As três horas seguintes foram verdadeiramente alucinantes, saltando entre palcos e bandas que vão desde os suíços Nostromo, os respeitáveis e lendários Overkill, Anti-Flag e a sua energia anarco-protestante e Rolo Tomassi e o experimentalismo de bom gosto. Esta pequena amostra carateriza na perfeição a diversidade musical do festival, claramente focado em agradar a gregos e a troianos sem gerar discórdia.
Cuchillo de Fuego, Dawn Of The Maya e Agoraphobia
Get The Shot, Aathma e Basement
Overkill e Crystal Lake
Anti-Flag e Rolo Tomassi
Findada mais uma ronda de concertos brilhantes sente-se algo no ar, uma excitação, um culto da personalidade à flor da pele, uns risinhos aqui e ali. Naturalmente, Corey Taylor e os seus Stone Sour foram o próximo prato a ser servido e a audiência queria devorá-lo. Não basta apenas ser-se vedeta, é preciso saber sê-lo, e o mítico vocalista de Slipknot nasceu para isto. Microfone na mão qual machado de guerra, t-shirt alusiva ao festival e promessas de amor eterno entre audiência e banda, os norte-americanos deram um concerto de roubar suspiros às fãs mais fiéis (incrível a quantidade de gente jovem que segue o grupo; há ainda esperança para o metal do futuro) e de caloroso aplauso por parte dos festivaleiros cépticos.

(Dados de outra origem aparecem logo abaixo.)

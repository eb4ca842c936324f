//! Test double for the media element
//!
//! `MockElement` records every call the driver makes and lets tests
//! script play failures and simulate position or duration changes. It is
//! a cloneable handle over shared state, so a test keeps one clone while
//! the driver owns another.

use crate::element::MediaElement;
use crate::error::{MediaError, Result};
use std::collections::VecDeque;
use std::sync::{Arc, Mutex};
use std::time::Duration;

/// A call the driver made against the element
#[derive(Debug, Clone, PartialEq)]
pub enum ElementCall {
    /// `load` with the source URL
    Load(String),
    /// `play`
    Play,
    /// `pause`
    Pause,
    /// `set_position` with the target position
    Seek(Duration),
    /// `set_volume` with the level
    SetVolume(f32),
    /// `set_playback_rate` with the rate
    SetRate(f32),
}

#[derive(Debug)]
struct MockState {
    source: Option<String>,
    paused: bool,
    position: Duration,
    duration: Option<Duration>,
    volume: f32,
    playback_rate: f32,
    play_failures: VecDeque<MediaError>,
    calls: Vec<ElementCall>,
}

/// In-memory media element for driver tests
#[derive(Debug, Clone)]
pub struct MockElement {
    inner: Arc<Mutex<MockState>>,
}

impl MockElement {
    /// Create a fresh element with nothing loaded, at full volume
    #[must_use]
    pub fn new() -> Self {
        Self {
            inner: Arc::new(Mutex::new(MockState {
                source: None,
                paused: true,
                position: Duration::ZERO,
                duration: None,
                volume: 1.0,
                playback_rate: 1.0,
                play_failures: VecDeque::new(),
                calls: Vec::new(),
            })),
        }
    }

    /// Queue an error for the next `play` call
    ///
    /// Failures are consumed in order; once the queue is empty, `play`
    /// succeeds again.
    pub fn fail_next_play(&self, error: MediaError) {
        self.inner.lock().unwrap().play_failures.push_back(error);
    }

    /// Simulate playback having advanced to `position`
    pub fn set_reported_position(&self, position: Duration) {
        self.inner.lock().unwrap().position = position;
    }

    /// Simulate the element learning (or losing) the stream duration
    pub fn set_reported_duration(&self, duration: Option<Duration>) {
        self.inner.lock().unwrap().duration = duration;
    }

    /// Force the paused flag, as if the platform paused or resumed on its own
    pub fn force_paused(&self, paused: bool) {
        self.inner.lock().unwrap().paused = paused;
    }

    /// Every call made so far, in order
    pub fn calls(&self) -> Vec<ElementCall> {
        self.inner.lock().unwrap().calls.clone()
    }

    /// URL of the most recent `load`
    pub fn last_loaded(&self) -> Option<String> {
        self.inner.lock().unwrap().source.clone()
    }

    /// Number of `play` calls so far, including failed ones
    pub fn play_count(&self) -> usize {
        self.count_calls(|call| matches!(call, ElementCall::Play))
    }

    /// Number of `load` calls so far
    pub fn load_count(&self) -> usize {
        self.count_calls(|call| matches!(call, ElementCall::Load(_)))
    }

    fn count_calls(&self, matches: impl Fn(&ElementCall) -> bool) -> usize {
        self.inner
            .lock()
            .unwrap()
            .calls
            .iter()
            .filter(|call| matches(call))
            .count()
    }
}

impl Default for MockElement {
    fn default() -> Self {
        Self::new()
    }
}

impl MediaElement for MockElement {
    fn load(&mut self, url: &str) {
        let mut state = self.inner.lock().unwrap();
        state.calls.push(ElementCall::Load(url.to_string()));
        state.source = Some(url.to_string());
        state.position = Duration::ZERO;
        state.duration = None;
        state.paused = true;
    }

    fn play(&mut self) -> Result<()> {
        let mut state = self.inner.lock().unwrap();
        state.calls.push(ElementCall::Play);
        if let Some(error) = state.play_failures.pop_front() {
            return Err(error);
        }
        state.paused = false;
        Ok(())
    }

    fn pause(&mut self) {
        let mut state = self.inner.lock().unwrap();
        state.calls.push(ElementCall::Pause);
        state.paused = true;
    }

    fn position(&self) -> Duration {
        self.inner.lock().unwrap().position
    }

    fn set_position(&mut self, position: Duration) {
        let mut state = self.inner.lock().unwrap();
        state.calls.push(ElementCall::Seek(position));
        state.position = position;
    }

    fn duration(&self) -> Option<Duration> {
        self.inner.lock().unwrap().duration
    }

    fn volume(&self) -> f32 {
        self.inner.lock().unwrap().volume
    }

    fn set_volume(&mut self, volume: f32) {
        let mut state = self.inner.lock().unwrap();
        state.calls.push(ElementCall::SetVolume(volume));
        state.volume = volume;
    }

    fn set_playback_rate(&mut self, rate: f32) {
        let mut state = self.inner.lock().unwrap();
        state.calls.push(ElementCall::SetRate(rate));
        state.playback_rate = rate;
    }

    fn is_paused(&self) -> bool {
        self.inner.lock().unwrap().paused
    }
}
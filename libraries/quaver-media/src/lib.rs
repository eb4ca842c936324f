//! Media element driving for Quaver
//!
//! Owns the audio resource side of playback: `quaver-playback` decides
//! what should be playing, this crate makes a [`MediaElement`] do it and
//! feeds element reality back into the manager. It carries everything
//! platform-shaped: source loading, the post-load suppression window,
//! end-of-track detection, crossfades, blocked-autoplay recovery, seeking,
//! volume, mute and playback rate.
//!
//! # Wiring
//!
//! ```
//! use quaver_media::testing::MockElement;
//! use quaver_media::{MediaDriver, MediaEvent};
//! use quaver_playback::types::PlayableTrack;
//! use quaver_playback::{MemorySettings, PlaybackManager};
//! use std::sync::Arc;
//! use std::time::Duration;
//!
//! let settings = Arc::new(MemorySettings::new());
//! let element = MockElement::new();
//! let driver = MediaDriver::new(element.clone(), settings.clone());
//! let mut manager = PlaybackManager::new(settings);
//! driver.attach(&mut manager);
//!
//! let track = PlayableTrack {
//!     id: "t1".into(),
//!     title: "First Light".into(),
//!     artist: None,
//!     artist_id: None,
//!     album: None,
//!     duration: Duration::from_secs(180),
//!     cover_art_url: None,
//!     stream_url: Some("https://example.com/t1.mp3".into()),
//! };
//! manager.play(&track, None);
//! assert_eq!(
//!     element.last_loaded().as_deref(),
//!     Some("https://example.com/t1.mp3")
//! );
//!
//! // The embedder forwards drained manager events and element callbacks.
//! for event in manager.drain_events() {
//!     driver.on_player_event(&event);
//! }
//! driver.handle_event(&mut manager, MediaEvent::TimeUpdate);
//! ```

mod driver;
mod element;
mod error;
mod fade;
pub mod testing;

pub use driver::{DriverConfig, MediaDriver, SPEED_OPTIONS};
pub use element::{MediaElement, MediaEvent};
pub use error::{MediaError, Result};
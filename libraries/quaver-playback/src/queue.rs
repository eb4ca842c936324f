//! Insertion-ordered playback queue
//!
//! A flat, ordered list of tracks. Order is insertion order; duplicate ids
//! are allowed and never deduplicated. Advance policy (what plays next)
//! lives in the manager; the queue only stores and indexes.

use crate::types::PlayableTrack;
use std::time::Duration;

/// The ordered list of tracks available for playback
#[derive(Debug, Clone, Default)]
pub struct Queue {
    tracks: Vec<PlayableTrack>,
}

impl Queue {
    pub fn new() -> Self {
        Self::default()
    }

    /// Replace the entire queue contents.
    pub fn replace(&mut self, tracks: Vec<PlayableTrack>) {
        self.tracks = tracks;
    }

    /// Append a track at the end.
    pub fn push(&mut self, track: PlayableTrack) {
        self.tracks.push(track);
    }

    /// Remove the track at `index`. Out of range returns `None`.
    pub fn remove(&mut self, index: usize) -> Option<PlayableTrack> {
        if index < self.tracks.len() {
            Some(self.tracks.remove(index))
        } else {
            None
        }
    }

    /// Remove all tracks.
    pub fn clear(&mut self) {
        self.tracks.clear();
    }

    pub fn get(&self, index: usize) -> Option<&PlayableTrack> {
        self.tracks.get(index)
    }

    /// Position of the first track with the given id.
    pub fn index_of(&self, id: &str) -> Option<usize> {
        self.tracks.iter().position(|t| t.is(id))
    }

    pub fn tracks(&self) -> &[PlayableTrack] {
        &self.tracks
    }

    pub fn len(&self) -> usize {
        self.tracks.len()
    }

    pub fn is_empty(&self) -> bool {
        self.tracks.is_empty()
    }

    /// Sum of declared track durations. Unknown durations count as zero,
    /// so the total is a lower bound when metadata is incomplete.
    pub fn total_duration(&self) -> Duration {
        self.tracks.iter().map(|t| t.duration).sum()
    }
}
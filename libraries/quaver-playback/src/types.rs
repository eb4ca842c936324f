//! Core types for playback and queue management

use serde::{Deserialize, Serialize};
use std::time::Duration;

/// A track that can be queued and played
///
/// Catalog lookups happen elsewhere; by the time a track reaches the
/// playback core it carries everything needed for playback and display.
/// Identity is `id`: two values with the same `id` are treated as the same
/// track for already-playing checks even if other fields differ.
#[derive(Debug, Clone, PartialEq, Serialize, Deserialize)]
pub struct PlayableTrack {
    /// Stable catalog identifier
    pub id: String,

    /// Track title
    pub title: String,

    /// Artist name (optional)
    pub artist: Option<String>,

    /// Artist catalog identifier (optional)
    pub artist_id: Option<String>,

    /// Album name (optional)
    pub album: Option<String>,

    /// Declared duration; `Duration::ZERO` when unknown at queue time
    pub duration: Duration,

    /// Cover art URL (optional)
    pub cover_art_url: Option<String>,

    /// Stream URL; may be absent when playback needs a resolved override
    pub stream_url: Option<String>,
}

impl PlayableTrack {
    /// Whether this is the same track as `other_id`, by identity.
    pub fn is(&self, other_id: &str) -> bool {
        self.id == other_id
    }
}

/// The currently loaded track plus its resolved stream URL
///
/// Exists only while something is loaded. `stream_url` is always non-empty:
/// it is the play-time override when one was given, otherwise the track's
/// own URL.
#[derive(Debug, Clone, PartialEq, Serialize, Deserialize)]
pub struct NowPlaying {
    /// The loaded track
    pub track: PlayableTrack,

    /// Resolved URL the media resource was pointed at
    pub stream_url: String,
}

/// Loop mode
#[derive(Debug, Clone, Copy, PartialEq, Eq, Serialize, Deserialize)]
pub enum LoopMode {
    /// Stop when the queue ends
    Off,

    /// Wrap to the start of the queue
    All,

    /// Repeat the current track indefinitely
    One,
}

impl LoopMode {
    /// The next mode in the `Off -> All -> One -> Off` cycle.
    pub fn cycled(self) -> Self {
        match self {
            Self::Off => Self::All,
            Self::All => Self::One,
            Self::One => Self::Off,
        }
    }
}

impl Default for LoopMode {
    fn default() -> Self {
        Self::Off
    }
}

#[cfg(test)]
mod tests {
    use super::*;

    #[test]
    fn loop_mode_cycles_through_all_modes() {
        let mut mode = LoopMode::Off;
        mode = mode.cycled();
        assert_eq!(mode, LoopMode::All);
        mode = mode.cycled();
        assert_eq!(mode, LoopMode::One);
        mode = mode.cycled();
        assert_eq!(mode, LoopMode::Off);
    }

    #[test]
    fn track_identity_is_by_id() {
        let track = PlayableTrack {
            id: "track1".to_string(),
            title: "Test Song".to_string(),
            artist: Some("Test Artist".to_string()),
            artist_id: Some("artist1".to_string()),
            album: None,
            duration: Duration::from_secs(180),
            cover_art_url: None,
            stream_url: Some("https://example.com/stream/track1".to_string()),
        };

        assert!(track.is("track1"));
        assert!(!track.is("track2"));
    }
}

Passam 45 minutos da meia noite e o cabeça de cartaz sobe ao palco principal. A expectativa é imensa, não fossem os Ghost a grande aposta do metal para levar o género (novamente) às grandes massas, qual messias prometido. A cena está muito bem montada, com o habitual cenário religioso (a roçar o jocoso) a envolver os Nameless Ghouls, e “Ashes” surge a bom som, embalando enganadoramente o público. A explosão é imensa com a aparição de Tobias Forge (Cardinal Copia) e o riff de “Rats”. Faz-se ouvir o maior coro do dia em clássicos como “Cirice”, “Year Zero” e “He Is”, grita-se de espanto com o solo de saxofone da fantástica “Miasma”, e é-se seduzido de bom grado pelo fenómeno “Dance Macabre”. A banda mostra-se cada vez mais profissional, nada é deixado ao acaso, os timings entre trocas de guarda-fato são perfeitos, a intrusão entre os membros do grupo é a mais saudável de sempre e tudo isso se reflete no som e na proximidade entre o que se ouve no disco e ao vivo. É sem dúvida um espetáculo muito bem montado.
Ghost
Stick to Your Guns e Cancer Bats
Entretanto, no palco Desert entraram em cena Wolves In The Throne Room e o dia ganhou outra sobriedade e sentimento. O black metal atmosférico do grupo ruge na noite galega e envolve a audiência num concerto intimista e bruto, alternando entre paz e violência, completamente focados em mostrar porque é que são um dos estandartes máximos do género atualmente.
Para finalizar houve ainda tempo para os franceses Mars Red Sky, vindos diretamente de terras lusas, trazendo consigo o seu stoner querido a soar no Desert Stage, e também um pouco de System of A Down pela arte e tributo dos portugueses Abaixo Cu Sistema que garantem que todo o festivaleiro termina o dia com clássicos como “Toxicity” ou “B.Y.O.B.” na cabeça.